- _Work to be completed_:
Copy out all the entries below, word for word.
==*==
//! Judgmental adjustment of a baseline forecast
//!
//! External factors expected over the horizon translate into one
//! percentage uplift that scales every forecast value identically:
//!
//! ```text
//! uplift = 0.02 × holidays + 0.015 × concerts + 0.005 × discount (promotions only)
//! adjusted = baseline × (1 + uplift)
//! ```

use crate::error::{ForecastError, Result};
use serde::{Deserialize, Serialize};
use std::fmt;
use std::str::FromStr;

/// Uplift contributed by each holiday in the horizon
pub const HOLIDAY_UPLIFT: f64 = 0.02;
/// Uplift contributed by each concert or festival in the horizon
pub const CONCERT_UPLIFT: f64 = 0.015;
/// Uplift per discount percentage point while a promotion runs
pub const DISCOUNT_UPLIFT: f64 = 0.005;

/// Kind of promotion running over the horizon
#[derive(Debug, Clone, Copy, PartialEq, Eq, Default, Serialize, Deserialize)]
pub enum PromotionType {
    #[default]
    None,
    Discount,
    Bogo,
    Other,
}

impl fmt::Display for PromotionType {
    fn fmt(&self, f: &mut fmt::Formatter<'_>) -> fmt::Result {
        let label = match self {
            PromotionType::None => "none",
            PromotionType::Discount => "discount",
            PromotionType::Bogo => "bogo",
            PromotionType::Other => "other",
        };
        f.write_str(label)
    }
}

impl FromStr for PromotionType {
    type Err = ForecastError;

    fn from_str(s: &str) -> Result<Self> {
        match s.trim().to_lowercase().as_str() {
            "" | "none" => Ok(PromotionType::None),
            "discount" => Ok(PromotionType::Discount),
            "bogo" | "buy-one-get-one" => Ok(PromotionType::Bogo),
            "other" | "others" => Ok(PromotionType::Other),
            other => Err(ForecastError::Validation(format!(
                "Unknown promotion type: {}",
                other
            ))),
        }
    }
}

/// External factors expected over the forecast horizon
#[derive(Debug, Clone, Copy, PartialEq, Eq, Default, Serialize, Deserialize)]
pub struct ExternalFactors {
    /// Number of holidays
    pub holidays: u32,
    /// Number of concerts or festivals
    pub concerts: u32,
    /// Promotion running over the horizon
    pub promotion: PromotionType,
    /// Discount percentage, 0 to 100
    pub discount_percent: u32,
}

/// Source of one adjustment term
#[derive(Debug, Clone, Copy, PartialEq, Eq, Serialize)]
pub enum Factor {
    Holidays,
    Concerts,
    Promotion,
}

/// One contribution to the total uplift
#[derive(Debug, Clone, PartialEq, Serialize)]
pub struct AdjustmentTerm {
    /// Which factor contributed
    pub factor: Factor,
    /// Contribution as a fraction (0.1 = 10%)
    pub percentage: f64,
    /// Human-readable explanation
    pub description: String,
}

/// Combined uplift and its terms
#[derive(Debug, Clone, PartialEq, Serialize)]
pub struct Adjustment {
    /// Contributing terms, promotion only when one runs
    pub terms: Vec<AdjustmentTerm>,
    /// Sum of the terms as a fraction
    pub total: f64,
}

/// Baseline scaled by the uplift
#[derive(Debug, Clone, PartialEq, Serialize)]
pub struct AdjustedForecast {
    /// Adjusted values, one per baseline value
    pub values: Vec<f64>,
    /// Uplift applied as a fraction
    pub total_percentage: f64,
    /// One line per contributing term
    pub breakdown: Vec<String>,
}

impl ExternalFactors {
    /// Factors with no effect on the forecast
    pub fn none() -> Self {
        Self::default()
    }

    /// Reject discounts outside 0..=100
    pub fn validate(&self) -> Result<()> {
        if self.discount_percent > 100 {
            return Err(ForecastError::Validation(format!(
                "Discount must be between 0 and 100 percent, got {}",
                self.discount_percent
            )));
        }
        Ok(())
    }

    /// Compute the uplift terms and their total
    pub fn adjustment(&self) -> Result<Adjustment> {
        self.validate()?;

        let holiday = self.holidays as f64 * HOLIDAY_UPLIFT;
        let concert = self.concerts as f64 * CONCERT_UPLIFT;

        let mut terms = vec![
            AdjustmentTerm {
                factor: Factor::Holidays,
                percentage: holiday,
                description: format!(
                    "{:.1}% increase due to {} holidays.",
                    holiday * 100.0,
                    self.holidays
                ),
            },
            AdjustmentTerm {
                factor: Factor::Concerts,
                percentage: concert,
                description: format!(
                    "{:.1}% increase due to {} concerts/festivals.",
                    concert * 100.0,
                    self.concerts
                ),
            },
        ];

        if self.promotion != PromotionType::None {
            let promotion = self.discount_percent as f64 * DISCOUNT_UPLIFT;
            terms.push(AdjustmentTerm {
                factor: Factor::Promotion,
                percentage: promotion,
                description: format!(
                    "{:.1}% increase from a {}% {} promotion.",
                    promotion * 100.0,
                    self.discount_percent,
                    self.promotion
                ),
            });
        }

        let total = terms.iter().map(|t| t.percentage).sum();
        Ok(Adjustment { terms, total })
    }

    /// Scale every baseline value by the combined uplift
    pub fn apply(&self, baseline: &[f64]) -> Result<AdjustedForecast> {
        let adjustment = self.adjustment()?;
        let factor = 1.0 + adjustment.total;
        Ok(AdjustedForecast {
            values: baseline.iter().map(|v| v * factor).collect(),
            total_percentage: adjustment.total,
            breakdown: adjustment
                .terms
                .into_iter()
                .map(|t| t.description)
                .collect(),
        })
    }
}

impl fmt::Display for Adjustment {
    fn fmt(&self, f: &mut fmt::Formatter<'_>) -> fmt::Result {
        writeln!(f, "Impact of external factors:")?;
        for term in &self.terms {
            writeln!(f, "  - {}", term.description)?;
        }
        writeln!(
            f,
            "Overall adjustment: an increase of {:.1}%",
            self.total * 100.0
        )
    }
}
==*==
- _Exercise solution_:
//! Judgmental adjustment of a baseline forecast
//!
//! External factors expected over the horizon translate into one
//! percentage uplift that scales every forecast value identically:
//!
//! ```text
//! uplift = 0.02 × holidays + 0.015 × concerts + 0.005 × discount (promotions only)
//! adjusted = baseline × (1 + uplift)
//! ```

use crate::error::{ForecastError, Result};
use serde::{Deserialize, Serialize};
use std::fmt;
use std::str::FromStr;

/// Uplift contributed by each holiday in the horizon
pub const HOLIDAY_UPLIFT: f64 = 0.02;
/// Uplift contributed by each concert or festival in the horizon
pub const CONCERT_UPLIFT: f64 = 0.015;
/// Uplift per discount percentage point while a promotion runs
pub const DISCOUNT_UPLIFT: f64 = 0.005;

/// Kind of promotion running over the horizon
#[derive(Debug, Clone, Copy, PartialEq, Eq, Default, Serialize, Deserialize)]
pub enum PromotionType {
    #[default]
    None,
    Discount,
    Bogo,
    Other,
}

impl fmt::Display for PromotionType {
    fn fmt(&self, f: &mut fmt::Formatter<'_>) -> fmt::Result {
        let label = match self {
            PromotionType::None => "none",
            PromotionType::Discount => "discount",
            PromotionType::Bogo => "bogo",
            PromotionType::Other => "other",
        };
        f.write_str(label)
    }
}

impl FromStr for PromotionType {
    type Err = ForecastError;

    fn from_str(s: &str) -> Result<Self> {
        match s.trim().to_lowercase().as_str() {
            "" | "none" => Ok(PromotionType::None),
            "discount" => Ok(PromotionType::Discount),
            "bogo" | "buy-one-get-one" => Ok(PromotionType::Bogo),
            "other" | "others" => Ok(PromotionType::Other),
            other => Err(ForecastError::Validation(format!(
                "Unknown promotion type: {}",
                other
            ))),
        }
    }
}

/// External factors expected over the forecast horizon
#[derive(Debug, Clone, Copy, PartialEq, Eq, Default, Serialize, Deserialize)]
pub struct ExternalFactors {
    /// Number of holidays
    pub holidays: u32,
    /// Number of concerts or festivals
    pub concerts: u32,
    /// Promotion running over the horizon
    pub promotion: PromotionType,
    /// Discount percentage, 0 to 100
    pub discount_percent: u32,
}

/// Source of one adjustment term
#[derive(Debug, Clone, Copy, PartialEq, Eq, Serialize)]
pub enum Factor {
    Holidays,
    Concerts,
    Promotion,
}

/// One contribution to the total uplift
#[derive(Debug, Clone, PartialEq, Serialize)]
pub struct AdjustmentTerm {
    /// Which factor contributed
    pub factor: Factor,
    /// Contribution as a fraction (0.1 = 10%)
    pub percentage: f64,
    /// Human-readable explanation
    pub description: String,
}

/// Combined uplift and its terms
#[derive(Debug, Clone, PartialEq, Serialize)]
pub struct Adjustment {
    /// Contributing terms, promotion only when one runs
    pub terms: Vec<AdjustmentTerm>,
    /// Sum of the terms as a fraction
    pub total: f64,
}

/// Baseline scaled by the uplift
#[derive(Debug, Clone, PartialEq, Serialize)]
pub struct AdjustedForecast {
    /// Adjusted values, one per baseline value
    pub values: Vec<f64>,
    /// Uplift applied as a fraction
    pub total_percentage: f64,
    /// One line per contributing term
    pub breakdown: Vec<String>,
}

impl ExternalFactors {
    /// Factors with no effect on the forecast
    pub fn none() -> Self {
        Self::default()
    }

    /// Reject discounts outside 0..=100
    pub fn validate(&self) -> Result<()> {
        if self.discount_percent > 100 {
            return Err(ForecastError::Validation(format!(
                "Discount must be between 0 and 100 percent, got {}",
                self.discount_percent
            )));
        }
        Ok(())
    }

    /// Compute the uplift terms and their total
    pub fn adjustment(&self) -> Result<Adjustment> {
        self.validate()?;

        let holiday = self.holidays as f64 * HOLIDAY_UPLIFT;
        let concert = self.concerts as f64 * CONCERT_UPLIFT;

        let mut terms = vec![
            AdjustmentTerm {
                factor: Factor::Holidays,
                percentage: holiday,
                description: format!(
                    "{:.1}% increase due to {} holidays.",
                    holiday * 100.0,
                    self.holidays
                ),
            },
            AdjustmentTerm {
                factor: Factor::Concerts,
                percentage: concert,
                description: format!(
                    "{:.1}% increase due to {} concerts/festivals.",
                    concert * 100.0,
                    self.concerts
                ),
            },
        ];

        if self.promotion != PromotionType::None {
            let promotion = self.discount_percent as f64 * DISCOUNT_UPLIFT;
            terms.push(AdjustmentTerm {
                factor: Factor::Promotion,
                percentage: promotion,
                description: format!(
                    "{:.1}% increase from a {}% {} promotion.",
                    promotion * 100.0,
                    self.discount_percent,
                    self.promotion
                ),
            });
        }

        let total = terms.iter().map(|t| t.percentage).sum();
        Ok(Adjustment { terms, total })
    }

    /// Scale every baseline value by the combined uplift
    pub fn apply(&self, baseline: &[f64]) -> Result<AdjustedForecast> {
        let adjustment = self.adjustment()?;
        let factor = 1.0 + adjustment.total;
        Ok(AdjustedForecast {
            values: baseline.iter().map(|v| v * factor).collect(),
            total_percentage: adjustment.total,
            breakdown: adjustment
                .terms
                .into_iter()
                .map(|t| t.description)
                .collect(),
        })
    }
}

impl fmt::Display for Adjustment {
    fn fmt(&self, f: &mut fmt::Formatter<'_>) -> fmt::Result {
        writeln!(f, "Impact of external factors:")?;
        for term in &self.terms {
            writeln!(f, "  - {}", term.description)?;
        }
        writeln!(
            f,
            "Overall adjustment: an increase of {:.1}%",
            self.total * 100.0
        )
    }
}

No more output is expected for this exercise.